Kontynuuję w miarę normalne treningi, ale coś jest chyba coraz gorzej. Raczej ścięgno jeszcze nie jest wyleczone, ale cóż zrobić?

sobota, 27 lipca 2019

Bieg zwykły (60E) - Dąb

Pogoda idealna do biegania. Dzisiaj tempo tragiczne, ale wczoraj do późnej nocy świętowaliśmy imieniny koleżanki. Ścięgno wciąż  pobolewa, ale biegłem wolniej, to było w miarę w porządku. Najważniejsze, że dałem radę dzień po dniu. Teraz odpoczynek do poniedziałku.

piątek, 26 lipca 2019

Bieg zwykły (60E)

Dzisiaj rano pogoda była super, a ściągno mnie trochę pobolewało. Planuję jakiś trening jutro rano, więc zobaczę jak jest, gdy biegnę dzień po dniu.


środa, 24 lipca 2019

Bieg zwykły (60E)

Kolejny raz biegłem godzinę. Oj, było ciężko. Aż ciężko sobie wyobrazić, że przed kontuzją takie treningi były najlżejsze.
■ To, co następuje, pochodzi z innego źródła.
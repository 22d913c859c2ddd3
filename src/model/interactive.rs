//! A human at the terminal standing in for a model

use super::{ModelClient, ModelError};
use std::io::{self, BufRead, StdinLock, Stdout, Write};

/// Shows each prompt and answers with the next line of input
pub struct StdinModel<R, W> {
    reader: R,
    writer: W,
}

impl StdinModel<StdinLock<'static>, Stdout> {
    #[must_use]
    pub fn stdin() -> Self {
        Self::new(io::stdin().lock(), io::stdout())
    }
}

impl<R: BufRead, W: Write> StdinModel<R, W> {
    pub const fn new(reader: R, writer: W) -> Self {
        Self { reader, writer }
    }
}

impl<R: BufRead, W: Write> ModelClient for StdinModel<R, W> {
    fn generate(&mut self, prompt: &str) -> Result<String, ModelError> {
        let io_err = |e: io::Error| ModelError::Other(format!("terminal I/O failed: {e}"));

        writeln!(self.writer, "{prompt}").map_err(io_err)?;
        write!(self.writer, "> ").map_err(io_err)?;
        self.writer.flush().map_err(io_err)?;

        let mut line = String::new();
        if self.reader.read_line(&mut line).map_err(io_err)? == 0 {
            return Err(ModelError::Other("input closed".into()));
        }
        Ok(line.trim_end_matches(['\r', '\n']).to_string())
    }

    fn model_name(&self) -> &str {
        "human"
    }
}

#[cfg(test)]
mod tests {
    use super::*;
    use std::io::Cursor;

    #[test]
    fn echoes_prompt_and_reads_line() {
        let mut output = Vec::new();
        let mut model = StdinModel::new(Cursor::new("crane\n"), &mut output);

        assert_eq!(model.generate("Your next guess:").unwrap(), "crane");
        assert!(matches!(model.generate("again"), Err(ModelError::Other(_))));

        let shown = String::from_utf8(output).unwrap();
        assert!(shown.starts_with("Your next guess:\n> "));
    }
}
poniedziałek, 22 lipca 2019

Bieg zwykły (60E)

Wróciłem do normalnych treningów. Dzisiaj powinienem był zrobić jeszcz 10 sprintów, ale zauważyłem, że przy szybszym biegu mnie bardziej boli, więc zostałem już tylko na 60E.

sobota, 20 lipca 2019

Rozbieganie (30E)

Dzisiaj biegło się całkiem dobrze. Po pierwszym kilometrze nawet ścięgno przestało boleć. Kondycja zero. Zauważyłem, że przy tempie ok. 4:30 znacznie mniej boli. Chyba jak biegnie się szybciej, to jakoś inaczej układa się stopa i inaczej pracuje ścięgno.

piątek, 19 lipca 2019

Rozbieganie (30E)

W zasadzie bez zmian. Jeszcze jutro zrobię takie rozbieganie, a od poniedziałku spróbuję normalne obciążenia tylko znacznie wolniej.

środa, 17 lipca 2019

Rozbieganie (25E+10F)

Niestety wciąż mnie ścięgno pobolewa. Jeszcze dwa rozbiegania w tym tygodniu i od przyszłego zacznę normalne obciążenie. Zobaczę co z tego będzie.

poniedziałek, 15 lipca 2019

sobota, 13 lipca 2019

Rozbieganie (20P) - Dąb

Pogoda do biegania idealna. Temperatura w sam raz i bez słońca. Ścięgno jeszcze nie jest w pełni zdrowe, ale przynajmniej wraz z czasem bolało coraz mniej.

czwartek, 11 lipca 2019

wtorek, 9 lipca 2019

Rozbieganie (30E)

Dzisiaj kontynuowałem normalne rozbieganie. W sumie było nieźle: z jednej strony ścięgno mnie wciąż pobolewa, ale z drugiej już znacznie mniej.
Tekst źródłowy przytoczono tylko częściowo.